An image compression method based on fusion of multi-scale space and context information

技术领域technical field

本发明涉及图像压缩技术领域，尤其是涉及一种基于多尺度空间和上下文信息融合的图像压缩方法。The invention relates to the technical field of image compression, in particular to an image compression method based on fusion of multi-scale space and context information.

背景技术Background technique

在第三次信息革命之后，大量的数字信息在各个终端之间相互传输。

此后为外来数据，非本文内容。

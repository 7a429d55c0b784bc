#![deny(
    unsafe_code,
    missing_docs,
    dead_code,
    unused_results,
    non_snake_case,
    unreachable_pub
)]

//! Authoritative world state management for Mine Crawl.

mod doors;
mod enemy;
mod error;
mod graph;
mod ordnance;
mod perks;
mod player;
mod registry;
mod tick;

use std::collections::VecDeque;

use mine_crawl_core::{
    Choice, Command, EncounterSite, EnemyId, Event, Outcome, RoomId, Vec2, WELCOME_BANNER,
};
use rand::SeedableRng;
use rand_chacha::ChaCha8Rng;
use tracing::{debug, info, warn};

pub use enemy::{Enemy, Rosters};
pub use error::{BuildError, MAX_TREE_HEIGHT, MIN_ROOM_EXTENT};
pub use graph::{Crystal, KeyPickup, Room, WorldGraph};
pub use perks::{PassiveDef, PassiveEffect, PerkCatalog, WeaponDef, WeaponPattern, PICKAXE};
pub use player::{DerivedStats, Player, BASE_MAX_HP};
pub use registry::NodeRegistry;

use ordnance::Ordnance;

/// Identifier of the key dropped by the root guardian.
pub const GOLDEN_KEY: &str = "golden-key";

const START_INSET: f32 = 60.0;
const SPAWN_MARGIN: f32 = 8.0;

/// Parameters used to build a fresh world.
#[derive(Clone, Debug, PartialEq)]
pub struct WorldConfig {
    /// Height of the complete binary room tree.
    pub tree_height: i32,
    /// Width shared by every room.
    pub room_width: f32,
    /// Height shared by every room.
    pub room_height: f32,
    /// Seed for the world's random number generator.
    pub seed: u64,
    /// Keys the player holds from the start; the golden key opens the exit.
    pub starting_keys: Vec<String>,
}

impl Default for WorldConfig {
    fn default() -> Self {
        Self {
            tree_height: 3,
            room_width: 950.0,
            room_height: 650.0,
            seed: 0,
            starting_keys: Vec::new(),
        }
    }
}

/// Level-up offer waiting for the player's selection.
#[derive(Clone, Debug)]
struct Offer {
    level: u32,
    choices: Vec<Choice>,
}

/// Represents the authoritative Mine Crawl world state.
#[derive(Debug)]
pub struct World {
    banner: &'static str,
    graph: WorldGraph,
    current: Option<RoomId>,
    player: Player,
    rosters: Rosters,
    ordnance: Vec<Ordnance>,
    catalog: PerkCatalog,
    pending_levels: VecDeque<u32>,
    offer: Option<Offer>,
    rng: ChaCha8Rng,
    next_enemy: u32,
    tick_index: u64,
    outcome: Option<Outcome>,
}

impl World {
    /// Builds the dungeon and places the player in a random leaf room.
    pub fn new(config: &WorldConfig) -> Result<Self, BuildError> {
        let graph = WorldGraph::build(config.tree_height, config.room_width, config.room_height)?;
        let mut rng = ChaCha8Rng::seed_from_u64(config.seed);
        let current = graph.pick_random_leaf(&mut rng);
        let start = Vec2::new(config.room_width / 2.0, config.room_height - START_INSET);

        info!(
            rooms = graph.len(),
            start = ?current.map(|room| room.get()),
            "dungeon built"
        );

        let mut world = Self {
            banner: WELCOME_BANNER,
            graph,
            current,
            player: Player::new(start),
            rosters: Rosters::default(),
            ordnance: Vec::new(),
            catalog: PerkCatalog::standard(),
            pending_levels: VecDeque::new(),
            offer: None,
            rng,
            next_enemy: 1,
            tick_index: 0,
            outcome: None,
        };
        let mut unlocked = Vec::new();
        for key in &config.starting_keys {
            let _ = world.player.add_key(key);
            if key == GOLDEN_KEY {
                world.unlock_exit(&mut unlocked);
            }
        }
        Ok(world)
    }

    fn allocate_enemy_id(&mut self) -> EnemyId {
        let id = EnemyId::new(self.next_enemy);
        self.next_enemy = self.next_enemy.wrapping_add(1);
        id
    }

    fn encounter_site(&self, room: RoomId) -> Option<EncounterSite> {
        let hosted = self.graph.room(room)?;
        Some(EncounterSite {
            room,
            depth: self.graph.node_depth(room)?,
            tree_height: self.graph.tree_height(),
            subtree_height: self.graph.subtree_height(room)?,
            clear_count: hosted.clear_count(),
            width: hosted.width(),
            height: hosted.height(),
            is_root: self.graph.is_root(room),
        })
    }

    fn announce_entry(&self, room: RoomId, out_events: &mut Vec<Event>) {
        if let Some(site) = self.encounter_site(room) {
            out_events.push(Event::RoomEntered {
                site,
                boss_present: self.rosters.has_living_boss(room),
                roster_empty: self.rosters.is_empty(room),
            });
        }
    }

    fn queue_level_ups(&mut self, before: u32, after: u32, out_events: &mut Vec<Event>) {
        for level in before.saturating_add(1)..=after {
            info!(level, "player leveled up");
            out_events.push(Event::PlayerLeveledUp { level });
            self.pending_levels.push_back(level);
        }
        if self.offer.is_none() {
            self.open_next_offer(out_events);
        }
    }

    fn open_next_offer(&mut self, out_events: &mut Vec<Event>) {
        if let Some(level) = self.pending_levels.pop_front() {
            self.offer = Some(Offer {
                level,
                choices: Vec::new(),
            });
            out_events.push(Event::PerkChoiceNeeded { level });
        }
    }

    fn conclude(&mut self, outcome: Outcome, out_events: &mut Vec<Event>) {
        if self.outcome.is_some() {
            return;
        }
        self.outcome = Some(outcome);
        info!(?outcome, ticks = self.tick_index, "session concluded");
        out_events.push(Event::SessionConcluded { outcome });
    }
}

/// Applies the provided command to the world, mutating state deterministically.
pub fn apply(world: &mut World, command: Command, out_events: &mut Vec<Event>) {
    if world.outcome.is_some() {
        return;
    }

    match command {
        Command::BeginSession => {
            if let Some(room) = world.current {
                info!(room = room.get(), "session started");
                world.announce_entry(room, out_events);
            }
        }
        Command::Tick { dt, movement } => world.tick(dt, movement, out_events),
        Command::EnterRoom { room, spawn } => {
            if world.graph.built_room(room).is_some_and(Room::is_collapsed) {
                warn!(room = room.get(), "ignoring entry into a collapsed room");
                return;
            }
            let Some(destination) = world.graph.room(room) else {
                return;
            };
            let spawn = destination.clamp_point(spawn, SPAWN_MARGIN);
            world.current = Some(room);
            world.player.teleport(spawn);
            world.ordnance.clear();
            info!(room = room.get(), x = spawn.x, y = spawn.y, "room entered");
            world.announce_entry(room, out_events);
        }
        Command::SpawnBoss { room, position } => {
            if world.graph.room(room).is_none() || world.rosters.has_living_boss(room) {
                return;
            }
            let enemy = world.allocate_enemy_id();
            world.rosters.add(Enemy::boss(enemy, room, position));
            info!(room = room.get(), enemy = enemy.get(), "boss spawned");
            out_events.push(Event::BossSpawned { enemy, room });
        }
        Command::SpawnWave { room, enemies } => {
            if world.graph.room(room).is_none() || enemies.is_empty() {
                return;
            }
            for spawn in &enemies {
                let id = world.allocate_enemy_id();
                world
                    .rosters
                    .add(Enemy::grunt(id, room, spawn.position, spawn.level));
            }
            debug!(room = room.get(), count = enemies.len(), "wave spawned");
            out_events.push(Event::WaveSpawned {
                room,
                count: enemies.len(),
            });
        }
        Command::OfferPerks { choices } => {
            let Some(offer) = world.offer.as_mut() else {
                return;
            };
            if !offer.choices.is_empty() {
                return;
            }
            if choices.is_empty() {
                world.offer = None;
                world.open_next_offer(out_events);
            } else {
                debug!(level = offer.level, count = choices.len(), "perks offered");
                offer.choices = choices;
            }
        }
        Command::SelectPerk { index } => {
            let Some(choice) = world
                .offer
                .as_ref()
                .and_then(|offer| offer.choices.get(index))
                .cloned()
            else {
                return;
            };
            world.player.apply_choice(&choice, &world.catalog);
            world.offer = None;
            info!(perk = %choice.id, "perk applied");
            out_events.push(Event::PerkApplied { choice });
            world.open_next_offer(out_events);
        }
        Command::CollapseRoom { room } => {
            let removed = world.graph.collapse(room);
            if removed.is_empty() {
                return;
            }
            for gone in &removed {
                let _ = world.rosters.clear(*gone);
            }
            info!(room = room.get(), removed = removed.len(), "room collapsed");
            out_events.push(Event::RoomCollapsed {
                room,
                removed: removed.len(),
            });

            if world
                .current
                .is_some_and(|current| removed.contains(&current))
            {
                world.current = None;
                world.ordnance.clear();
                let fallback = world.graph.pick_random_leaf(&mut world.rng);
                out_events.push(Event::CurrentRoomCollapsed { fallback });
            }
        }
        Command::Conclude { outcome } => world.conclude(outcome, out_events),
    }
}

/// Query functions that provide read-only access to the world state.
pub mod query {
    use mine_crawl_core::{
        Choice, EncounterSite, FrameSnapshot, Outcome, Pickup, RoomId, RoomLayout, RoomLayoutView,
    };

    use super::{PerkCatalog, Player, Room, Rosters, World, WorldGraph};

    /// Retrieves the welcome banner that adapters may display to players.
    #[must_use]
    pub fn welcome_banner(world: &World) -> &'static str {
        world.banner
    }

    /// Provides read-only access to the dungeon tree.
    #[must_use]
    pub fn graph(world: &World) -> &WorldGraph {
        &world.graph
    }

    /// Room the player currently occupies, if any remains.
    #[must_use]
    pub fn current_room(world: &World) -> Option<RoomId> {
        world.current
    }

    /// Provides read-only access to the player.
    #[must_use]
    pub fn player(world: &World) -> &Player {
        &world.player
    }

    /// Provides read-only access to the per-room enemy rosters.
    #[must_use]
    pub fn rosters(world: &World) -> &Rosters {
        &world.rosters
    }

    /// Provides read-only access to the perk catalog.
    #[must_use]
    pub fn catalog(world: &World) -> &PerkCatalog {
        &world.catalog
    }

    /// Every perk the catalog can offer.
    #[must_use]
    pub fn perk_choices(world: &World) -> Vec<Choice> {
        world.catalog.choices()
    }

    /// Choices of the open level-up offer, or `None` when no offer is open.
    #[must_use]
    pub fn open_offer(world: &World) -> Option<&[Choice]> {
        world.offer.as_ref().map(|offer| offer.choices.as_slice())
    }

    /// Terminal outcome reached by the session, if any.
    #[must_use]
    pub fn outcome(world: &World) -> Option<Outcome> {
        world.outcome
    }

    /// Number of ticks the world has simulated.
    #[must_use]
    pub fn tick_index(world: &World) -> u64 {
        world.tick_index
    }

    /// Standing of a room within the dungeon tree.
    #[must_use]
    pub fn encounter_site(world: &World, room: RoomId) -> Option<EncounterSite> {
        world.encounter_site(room)
    }

    /// Captures the layouts of the provided rooms, skipping collapsed ones.
    #[must_use]
    pub fn room_layouts(world: &World, rooms: &[RoomId]) -> RoomLayoutView {
        RoomLayoutView::from_layouts(
            rooms
                .iter()
                .filter_map(|room| world.graph.room(*room))
                .map(layout_of)
                .collect(),
        )
    }

    /// Captures everything a renderer needs to draw the current room.
    #[must_use]
    pub fn frame(world: &World) -> FrameSnapshot {
        let room = world.current.and_then(|room| world.graph.room(room));
        let pickups = room
            .map(|room| {
                room.crystals()
                    .iter()
                    .map(|crystal| Pickup::Crystal {
                        position: crystal.position(),
                        value: crystal.value(),
                    })
                    .chain(room.keys().iter().map(|key| Pickup::Key {
                        position: key.position(),
                        id: key.id().to_owned(),
                    }))
                    .collect()
            })
            .unwrap_or_default();
        let enemies = room
            .map(|room| {
                world
                    .rosters
                    .enemies(room.id())
                    .iter()
                    .map(|enemy| enemy.snapshot())
                    .collect()
            })
            .unwrap_or_default();

        FrameSnapshot {
            room: room.map(layout_of),
            pickups,
            enemies,
            player: Some(world.player.snapshot()),
            ordnance: world.ordnance.iter().map(|piece| piece.snapshot()).collect(),
            offer: open_offer(world).map(<[Choice]>::to_vec).unwrap_or_default(),
        }
    }

    fn layout_of(room: &Room) -> RoomLayout {
        RoomLayout {
            id: room.id(),
            level: room.level(),
            width: room.width(),
            height: room.height(),
            doors: room.doors().to_vec(),
        }
    }
}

但限于当时的数字信息获取方式，大多数的信息还是停留在文字信息上，但是随着各种电子数码产品的诞生和普及，尤其是移动互联网时代的到来，每一个人都可以成为摄影师，可以方便使用的电子设备使得大量的图片与视频信息在互联网上大量传输，大量的数据也导致了对于数据速度的要求和对于存储空间的要求飞速增加。因此对于数据压缩的必要性也由此体现出来，其中如何压缩占据互联网数据相当部分的图片数据成为了一个热点研究课题。After the third information revolution, a large amount of digital information is transmitted to and from each terminal. However, limited by the way of obtaining digital information at that time, most of the information remained in text information, but with the birth and popularization of various electronic digital products, especially the advent of the mobile Internet era, everyone can become a photographer, Electronic devices that can be easily used enable a large number of pictures and video information to be transmitted on the Internet in large quantities, and a large amount of data also leads to a rapid increase in the requirements for data speed and storage space. Therefore, the necessity of data compression is also reflected, and how to compress image data which occupies a considerable part of Internet data has become a hot research topic.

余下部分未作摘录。